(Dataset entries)
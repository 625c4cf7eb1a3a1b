pub mod facets;
pub mod filter;
pub mod types;

use std::path::{Path, PathBuf};

use anyhow::{Context, Result};
use chrono::{DateTime, Utc};
use tracing::{debug, info};

use crate::api::ApiClient;
use facets::Facets;
use filter::FilterState;
use types::Project;

/// Where the project list comes from.
#[derive(Debug, Clone)]
pub enum ProjectSource {
    File(PathBuf),
    /// `GET /all-projects` on the backend.
    Api,
}

impl std::fmt::Display for ProjectSource {
    fn fmt(&self, f: &mut std::fmt::Formatter<'_>) -> std::fmt::Result {
        match self {
            ProjectSource::File(path) => write!(f, "file:{}", path.display()),
            ProjectSource::Api => write!(f, "api:/all-projects"),
        }
    }
}

/// The full project list together with its facet universe.
pub struct ProjectCatalog {
    projects: Vec<Project>,
    facets: Facets,
    loaded_at: DateTime<Utc>,
}

impl ProjectCatalog {
    pub fn new(projects: Vec<Project>) -> Self {
        let facets = Facets::build(&projects);
        Self {
            projects,
            facets,
            loaded_at: Utc::now(),
        }
    }

    pub async fn load(source: &ProjectSource, api: &ApiClient) -> Result<Self> {
        let catalog = Self::new(fetch_projects(source, api).await?);
        info!(
            %source,
            projects = catalog.len(),
            topics = catalog.facets.topics.len(),
            issues = catalog.facets.issues.len(),
            "project catalog loaded"
        );
        Ok(catalog)
    }

    /// Swap in a new list. The facet universe is rebuilt from it.
    pub fn replace(&mut self, projects: Vec<Project>) {
        self.facets = Facets::build(&projects);
        self.projects = projects;
        self.loaded_at = Utc::now();
        debug!(projects = self.projects.len(), "project catalog replaced");
    }

    pub fn facets(&self) -> &Facets {
        &self.facets
    }

    pub fn loaded_at(&self) -> DateTime<Utc> {
        self.loaded_at
    }

    pub fn len(&self) -> usize {
        self.projects.len()
    }

    pub fn is_empty(&self) -> bool {
        self.projects.is_empty()
    }

    pub fn search(&self, filter: &FilterState) -> Vec<&Project> {
        filter.apply(&self.projects)
    }
}

pub async fn fetch_projects(source: &ProjectSource, api: &ApiClient) -> Result<Vec<Project>> {
    match source {
        ProjectSource::File(path) => read_projects_file(path).await,
        ProjectSource::Api => api.fetch_projects().await,
    }
}

async fn read_projects_file(path: &Path) -> Result<Vec<Project>> {
    let bytes = tokio::fs::read(path)
        .await
        .with_context(|| format!("Failed to read projects file {}", path.display()))?;
    types::parse_project_list(&bytes)
        .with_context(|| format!("Failed to parse projects file {}", path.display()))
}
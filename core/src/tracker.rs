//! Keeping problem positions current while the document changes, and
//! deciding when a problem has been resolved.

use tracing::debug;

use crate::editor::{Editor, MarkerStyle};
use crate::problem::{Problem, ProblemId};
use crate::region::{Region, TextChange};

/// The problem's region as the host currently tracks it, falling back to
/// the cached offsets when the host has no live region for it.
pub fn live_region(editor: &dyn Editor, problem: &Problem) -> Region {
    editor
        .get_region(&problem.region_key)
        .unwrap_or_else(|| problem.region())
}

/// A problem is resolved once its region has collapsed, no longer fits the
/// document, or no longer holds the text it was reported for.
pub fn is_resolved(editor: &dyn Editor, problem: &Problem) -> bool {
    let region = live_region(editor, problem);
    if region.is_empty() || region.end > editor.size() {
        return true;
    }
    editor.substr(region) != problem.original_content
}

/// Shifts every problem starting at or after the edit by its net length
/// change. Position comparison only: an edit inside a problem moves its
/// start and leaves the length alone, which content comparison later
/// turns into a resolution.
pub fn shift_after(problems: &mut [Problem], change: &TextChange) {
    let delta = change.delta();
    if delta == 0 {
        return;
    }
    for problem in problems.iter_mut().filter(|p| p.offset >= change.position) {
        problem.shift_offset(delta);
    }
}

/// Drops resolved problems (erasing their markers), resynchronises cached
/// offsets of the rest from their live regions and redraws them.
///
/// Running it twice without an edit in between changes nothing.
pub fn recompute(
    editor: &mut dyn Editor,
    problems: Vec<Problem>,
    marker: &MarkerStyle,
) -> (Vec<Problem>, Vec<ProblemId>) {
    let mut kept = Vec::with_capacity(problems.len());
    let mut removed = Vec::new();

    for mut problem in problems {
        if is_resolved(editor, &problem) {
            debug!(id = %problem.id, "removing solved problem");
            editor.erase_region(&problem.region_key);
            removed.push(problem.id);
            continue;
        }
        let region = live_region(editor, &problem);
        problem.offset = region.start;
        problem.length = region.len();
        editor.add_region(&problem.region_key, region, marker);
        kept.push(problem);
    }

    (kept, removed)
}

#[cfg(test)]
mod tests {
    use super::*;
    use crate::memory::MemoryEditor;
    use crate::problem::Finding;

    fn problem(id: usize, offset: usize, content: &str) -> Problem {
        let finding = Finding {
            offset,
            length: content.chars().count(),
            message: "m".into(),
            category: "TYPOS".into(),
            rule: "R".into(),
            replacements: vec![],
            urls: vec![],
        };
        Problem::new(ProblemId(id), finding, content.into())
    }

    #[test]
    fn unchanged_text_is_not_resolved() {
        let editor = MemoryEditor::new("Teh cat sat.");
        assert!(!is_resolved(&editor, &problem(0, 0, "Teh")));
    }

    #[test]
    fn changed_or_collapsed_text_is_resolved() {
        let mut editor = MemoryEditor::new("Teh cat sat.");
        let p = problem(0, 0, "Teh");
        let style = MarkerStyle::squiggly("text");
        editor.add_region(&p.region_key, p.region(), &style);

        editor.edit(Region::new(1, 3), "he");
        assert!(is_resolved(&editor, &p));

        editor.edit(Region::new(0, 3), "");
        assert_eq!(editor.get_region(&p.region_key), Some(Region::caret(0)));
        assert!(is_resolved(&editor, &p));
    }

    #[test]
    fn region_past_document_end_is_resolved() {
        let editor = MemoryEditor::new("Teh");
        assert!(is_resolved(&editor, &problem(0, 2, "eh!")));
    }

    #[test]
    fn shifts_only_problems_at_or_after_edit() {
        let mut problems = vec![problem(0, 0, "a"), problem(1, 5, "b"), problem(2, 9, "c")];
        shift_after(&mut problems, &TextChange::new(5, 1, 4));
        let offsets: Vec<_> = problems.iter().map(|p| p.offset).collect();
        assert_eq!(offsets, vec![0, 8, 12]);
    }

    #[test]
    fn recompute_is_idempotent() {
        let mut editor = MemoryEditor::new("Teh cat sat on teh mat.");
        let style = MarkerStyle::squiggly("text");
        let problems = vec![problem(0, 0, "Teh"), problem(1, 15, "teh")];

        let (first, removed) = recompute(&mut editor, problems, &style);
        assert!(removed.is_empty());
        editor.edit(Region::new(15, 18), "the");
        let (second, removed) = recompute(&mut editor, first, &style);
        assert_eq!(removed, vec![ProblemId(1)]);
        let (third, removed) = recompute(&mut editor, second.clone(), &style);
        assert!(removed.is_empty());
        assert_eq!(second, third);
        assert_eq!(editor.marker_count(), 1);
    }
}
#[test]
fn language_override_is_per_document() {
    let mut editor = MemoryEditor::new("Hallo Welt");
    assert_eq!(set_language(&mut editor, "de-de"), Ok(Some("de-DE")));
    assert_eq!(editor.setting(LANGUAGE_SETTING).as_deref(), Some("de-DE"));

    let engine = engine();
    let plan = engine.prepare_check(&editor, &Settings::default(), &IgnoredRules::in_memory());
    assert_eq!(plan.language, "de-DE");

    assert_eq!(change_language(&mut editor, 0), Ok(None));
    assert_eq!(editor.setting(LANGUAGE_SETTING), None);
    assert!(matches!(
        set_language(&mut editor, "klingon"),
        Err(CommandError::UnknownLanguage(_))
    ));
    assert!(change_language(&mut editor, 10_000).is_err());
}

#[test]
fn closing_document_evicts_its_problems() {
    let mut editor = MemoryEditor::new("Teh cat sat.");
    let mut engine = engine();
    check(&mut engine, &mut editor, vec![typo(0, 3, &["The"])]);
    engine.close_document(&DOC);
    assert!(!engine.registry().contains(&DOC));
    assert_eq!(engine.state(&DOC), DocumentState::Idle);
}
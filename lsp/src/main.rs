//! Proofline Language Server Protocol implementation.
//!
//! Open documents act as host editors for the problem-tracking engine.
//! Checks, fixes and navigation are exposed as `workspace/executeCommand`
//! commands, code actions and hover cards; problems are published as
//! diagnostics.

mod document;
mod scopes;

use std::collections::HashMap;
use std::path::{Path, PathBuf};
use std::sync::Arc;

use anyhow::Context;
use dashmap::DashMap;
use proofline_core::tracker::live_region;
use proofline_core::{
    activate_rule, set_language, CheckClient, CommandError, Engine, FixOutcome, IgnoreOutcome,
    IgnoredRule, IgnoredRules, LinkOutcome, Navigation, PopupLink, Problem, ProblemId, Settings,
};
use serde::de::DeserializeOwned;
use serde_json::{json, Value};
use tokio::sync::{Mutex, RwLock};
use tower_lsp::jsonrpc::{Error as RpcError, Result};
use tower_lsp::lsp_types::*;
use tower_lsp::{Client, LanguageServer, LspService, Server};
use tracing::{debug, info, warn};
use tracing_subscriber::{
    fmt, layer::SubscriberExt, reload, util::SubscriberInitExt, EnvFilter, Registry,
};

use crate::document::{HostEffect, LspDocument};

const CONFIG_FILE: &str = "proofline.yml";
const SOURCE: &str = "proofline";

const CHECK: &str = "proofline.check";
const NEXT: &str = "proofline.next";
const PREVIOUS: &str = "proofline.previous";
const APPLY_FIX: &str = "proofline.applyFix";
const IGNORE: &str = "proofline.ignore";
const CLEAR: &str = "proofline.clear";
const DEACTIVATE_RULE: &str = "proofline.deactivateRule";
const ACTIVATE_RULE: &str = "proofline.activateRule";
const SET_LANGUAGE: &str = "proofline.setLanguage";
const FOLLOW_LINK: &str = "proofline.followLink";

const COMMANDS: &[&str] = &[
    CHECK,
    NEXT,
    PREVIOUS,
    APPLY_FIX,
    IGNORE,
    CLEAR,
    DEACTIVATE_RULE,
    ACTIVATE_RULE,
    SET_LANGUAGE,
    FOLLOW_LINK,
];

type LogHandle = reload::Handle<EnvFilter, Registry>;

/// Proofline Language Server backend.
struct Backend {
    client: Client,
    log: LogHandle,
    settings: RwLock<Settings>,
    checker: RwLock<Arc<CheckClient>>,
    // Lock order: rules, then engine, then a document entry.
    rules: Mutex<IgnoredRules>,
    engine: Mutex<Engine<Url>>,
    documents: DashMap<Url, LspDocument>,
    workspace_root: RwLock<Option<PathBuf>>,
    config_path: RwLock<Option<PathBuf>>,
}

impl Backend {
    fn new(client: Client, engine: Engine<Url>, log: LogHandle) -> Self {
        let settings = Settings::default();
        Self {
            client,
            log,
            checker: RwLock::new(Arc::new(CheckClient::from_settings(&settings))),
            settings: RwLock::new(settings),
            rules: Mutex::new(IgnoredRules::in_memory()),
            engine: Mutex::new(engine),
            documents: DashMap::new(),
            workspace_root: RwLock::new(None),
            config_path: RwLock::new(None),
        }
    }

    async fn reload_settings(&self) -> anyhow::Result<()> {
        let root = self.workspace_root.read().await.clone();
        let configured = self.config_path.read().await.clone();
        let resolved = match (configured, &root) {
            (Some(path), _) => path,
            (None, Some(root)) => root.join(CONFIG_FILE),
            (None, None) => PathBuf::from(CONFIG_FILE),
        };

        let settings = Settings::load_or_default(&resolved)?;
        let engine = Engine::new(&settings)?;
        let rules_root = root
            .or_else(|| resolved.parent().map(Path::to_path_buf))
            .unwrap_or_default();
        let rules = IgnoredRules::load(&settings.ignored_rules_file(&rules_root))?;
        self.log
            .reload(log_filter(settings.debug)?)
            .context("failed to update log level")?;

        *self.rules.lock().await = rules;
        *self.engine.lock().await = engine;
        for mut doc in self.documents.iter_mut() {
            doc.clear_markers();
        }
        *self.checker.write().await = Arc::new(CheckClient::from_settings(&settings));
        *self.settings.write().await = settings;
        *self.config_path.write().await = Some(resolved.clone());

        self.client
            .log_message(
                MessageType::INFO,
                format!("Proofline settings loaded: {}", resolved.display()),
            )
            .await;
        Ok(())
    }

    async fn report_reload(&self) {
        if let Err(err) = self.reload_settings().await {
            warn!(error = %format!("{err:#}"), "failed to load settings");
            self.client
                .log_message(
                    MessageType::ERROR,
                    format!("Failed to load settings: {err:#}"),
                )
                .await;
        }
        let uris: Vec<Url> = self.documents.iter().map(|e| e.key().clone()).collect();
        for uri in uris {
            self.publish_diagnostics(&uri).await;
        }
    }

    fn resolve_config_path(configured: &str, root: Option<&Path>) -> Option<PathBuf> {
        if configured.trim().is_empty() {
            return None;
        }
        let configured = PathBuf::from(configured);
        if configured.is_absolute() {
            Some(configured)
        } else {
            root.map(|root| root.join(configured))
        }
    }

    /// Runs one engine operation against an open document, then sends the
    /// queued host effects and republishes diagnostics.
    async fn run<R>(
        &self,
        uri: &Url,
        op: impl FnOnce(&mut Engine<Url>, &mut LspDocument) -> R,
    ) -> anyhow::Result<R> {
        let (result, effects) = {
            let mut engine = self.engine.lock().await;
            let mut doc = self
                .documents
                .get_mut(uri)
                .with_context(|| format!("{uri} is not open"))?;
            let result = op(&mut *engine, doc.value_mut());
            (result, doc.take_effects())
        };
        self.flush(uri, effects).await;
        self.publish_diagnostics(uri).await;
        Ok(result)
    }

    async fn flush(&self, uri: &Url, effects: Vec<HostEffect>) {
        for effect in effects {
            match effect {
                HostEffect::Edit(edit) => {
                    let mut changes = HashMap::new();
                    changes.insert(uri.clone(), vec![edit]);
                    let workspace_edit = WorkspaceEdit {
                        changes: Some(changes),
                        ..Default::default()
                    };
                    match self.client.apply_edit(workspace_edit).await {
                        Ok(response) if response.applied => {}
                        Ok(response) => {
                            warn!(reason = ?response.failure_reason, "client rejected edit")
                        }
                        Err(err) => warn!(error = %err, "applyEdit failed"),
                    }
                }
                HostEffect::Select(range) => {
                    let params = ShowDocumentParams {
                        uri: uri.clone(),
                        external: Some(false),
                        take_focus: Some(true),
                        selection: Some(range),
                    };
                    if let Err(err) = self.client.show_document(params).await {
                        debug!(error = %err, "showDocument failed");
                    }
                }
                HostEffect::Popup(text) => {
                    self.client.show_message(MessageType::INFO, text).await;
                }
                HostEffect::Status(text) => {
                    info!(status = %text);
                    self.client.show_message(MessageType::INFO, text).await;
                }
            }
        }
    }

    async fn publish_diagnostics(&self, uri: &Url) {
        let (diagnostics, version) = {
            let engine = self.engine.lock().await;
            let Some(doc) = self.documents.get(uri) else {
                return;
            };
            let diagnostics = engine
                .problems(uri)
                .iter()
                .map(|problem| to_lsp_diagnostic(&doc, problem))
                .collect::<Vec<_>>();
            (diagnostics, doc.version)
        };
        self.client
            .publish_diagnostics(uri.clone(), diagnostics, Some(version))
            .await;
    }

    async fn check(&self, uri: &Url, range: Option<Range>) -> anyhow::Result<usize> {
        let settings = self.settings.read().await.clone();
        let plan = {
            let rules = self.rules.lock().await;
            let engine = self.engine.lock().await;
            let mut doc = self
                .documents
                .get_mut(uri)
                .with_context(|| format!("{uri} is not open"))?;
            doc.select_range(range);
            engine.prepare_check(&*doc, &settings, &rules)
        };

        let checker = self.checker.read().await.clone();
        info!(%uri, language = %plan.language, region = %plan.region, "checking");
        let result = checker
            .check(&plan.text, &plan.language, &plan.disabled_rules)
            .await;

        // Edits made while the request was in flight are reconciled by
        // content: problems whose text no longer matches are dropped.
        self.run(uri, |engine, doc| engine.complete_check(doc, uri, &plan, result))
            .await?
            .with_context(|| format!("Failed to check {uri} against {}", checker.endpoint()))
    }

    /// Asks the user to pick one of several replacements.
    async fn choose(
        &self,
        uri: &Url,
        problem: ProblemId,
        replacements: Vec<String>,
    ) -> anyhow::Result<()> {
        let actions = replacements
            .iter()
            .map(|text| MessageActionItem {
                title: text.clone(),
                properties: HashMap::new(),
            })
            .collect();
        let picked = self
            .client
            .show_message_request(MessageType::INFO, "Choose a replacement", Some(actions))
            .await
            .context("showMessageRequest failed")?;
        let choice = picked.and_then(|item| replacements.iter().position(|r| *r == item.title));

        let outcome = self
            .run(uri, |engine, doc| {
                engine.choose_replacement(doc, uri, problem, choice)
            })
            .await?;
        if let Err(err) = outcome {
            debug!(error = %err, "replacement not applied");
        }
        Ok(())
    }

    async fn execute(&self, command: &str, args: &[Value]) -> anyhow::Result<Option<Value>> {
        let uri: Url = arg(args, 0, "uri")?;
        match command {
            CHECK => {
                let range: Option<Range> = opt_arg(args, 1, "range")?;
                let active = self.check(&uri, range).await?;
                Ok(Some(json!({ "active": active })))
            }
            NEXT | PREVIOUS => {
                let position: Position = arg(args, 1, "position")?;
                let forward = command == NEXT;
                let navigation = self
                    .run(&uri, |engine, doc| {
                        doc.select_at(position);
                        engine.goto_next(doc, &uri, forward)
                    })
                    .await?;
                Ok(match navigation {
                    Navigation::Selected(id) => Some(json!({ "problem": id })),
                    Navigation::Exhausted => None,
                })
            }
            APPLY_FIX => {
                let id: ProblemId = arg(args, 1, "problem")?;
                let index: Option<usize> = opt_arg(args, 2, "replacement")?;
                let outcome = self
                    .run(&uri, |engine, doc| {
                        engine.select(doc, &uri, id)?;
                        match index {
                            Some(index) => engine.choose_replacement(doc, &uri, id, Some(index)),
                            None => engine.apply_fix(doc, &uri),
                        }
                    })
                    .await?;
                if let Ok(FixOutcome::Choose {
                    problem,
                    replacements,
                }) = outcome
                {
                    self.choose(&uri, problem, replacements).await?;
                }
                Ok(None)
            }
            IGNORE => {
                let id: ProblemId = arg(args, 1, "problem")?;
                let outcome = self
                    .run(&uri, |engine, doc| ignore_and_advance(engine, doc, &uri, id))
                    .await?;
                Ok(outcome.ok().map(|(ignored, next)| {
                    json!({ "ignored": ignored.ignored, "next": selected_id(next) })
                }))
            }
            CLEAR => {
                let cleared = self
                    .run(&uri, |engine, doc| engine.clear_all(doc, &uri))
                    .await?;
                Ok(Some(json!({ "cleared": cleared })))
            }
            DEACTIVATE_RULE => {
                let id: ProblemId = arg(args, 1, "problem")?;
                let mut rules = self.rules.lock().await;
                let outcome = self
                    .run(&uri, |engine, doc| {
                        deactivate_and_advance(engine, doc, &uri, id, &mut rules)
                    })
                    .await?;
                let Ok((rule, next)) = outcome else {
                    return Ok(None);
                };
                rules.save()?;
                Ok(Some(json!({ "rule": rule.id, "next": selected_id(next) })))
            }
            ACTIVATE_RULE => {
                let rule_id: String = arg(args, 1, "rule")?;
                let mut rules = self.rules.lock().await;
                let outcome = self
                    .run(&uri, |_, doc| activate_rule(doc, &mut rules, &rule_id))
                    .await?;
                if outcome.is_ok() {
                    rules.save()?;
                }
                Ok(None)
            }
            SET_LANGUAGE => {
                let code: String = arg(args, 1, "language")?;
                let language = self
                    .run(&uri, |_, doc| set_language(doc, &code))
                    .await?
                    .ok()
                    .flatten();
                Ok(Some(json!({ "language": language.unwrap_or("auto") })))
            }
            FOLLOW_LINK => {
                let link: String = arg(args, 1, "link")?;
                let link: PopupLink = link.parse()?;
                let outcome = self
                    .run(&uri, |engine, doc| engine.follow_link(doc, &uri, &link))
                    .await?;
                if let Ok(LinkOutcome::Expanded(card)) = outcome {
                    let replacements = card.replacements.into_iter().map(|(text, _)| text).collect();
                    self.choose(&uri, card.problem, replacements).await?;
                }
                Ok(None)
            }
            other => anyhow::bail!("unknown command `{other}`"),
        }
    }
}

## PROBLEM DETAILS:
Could you state how many lines in the data hold the word "third"? Only the number should be given.

## EXPECTED OUTPUT:
2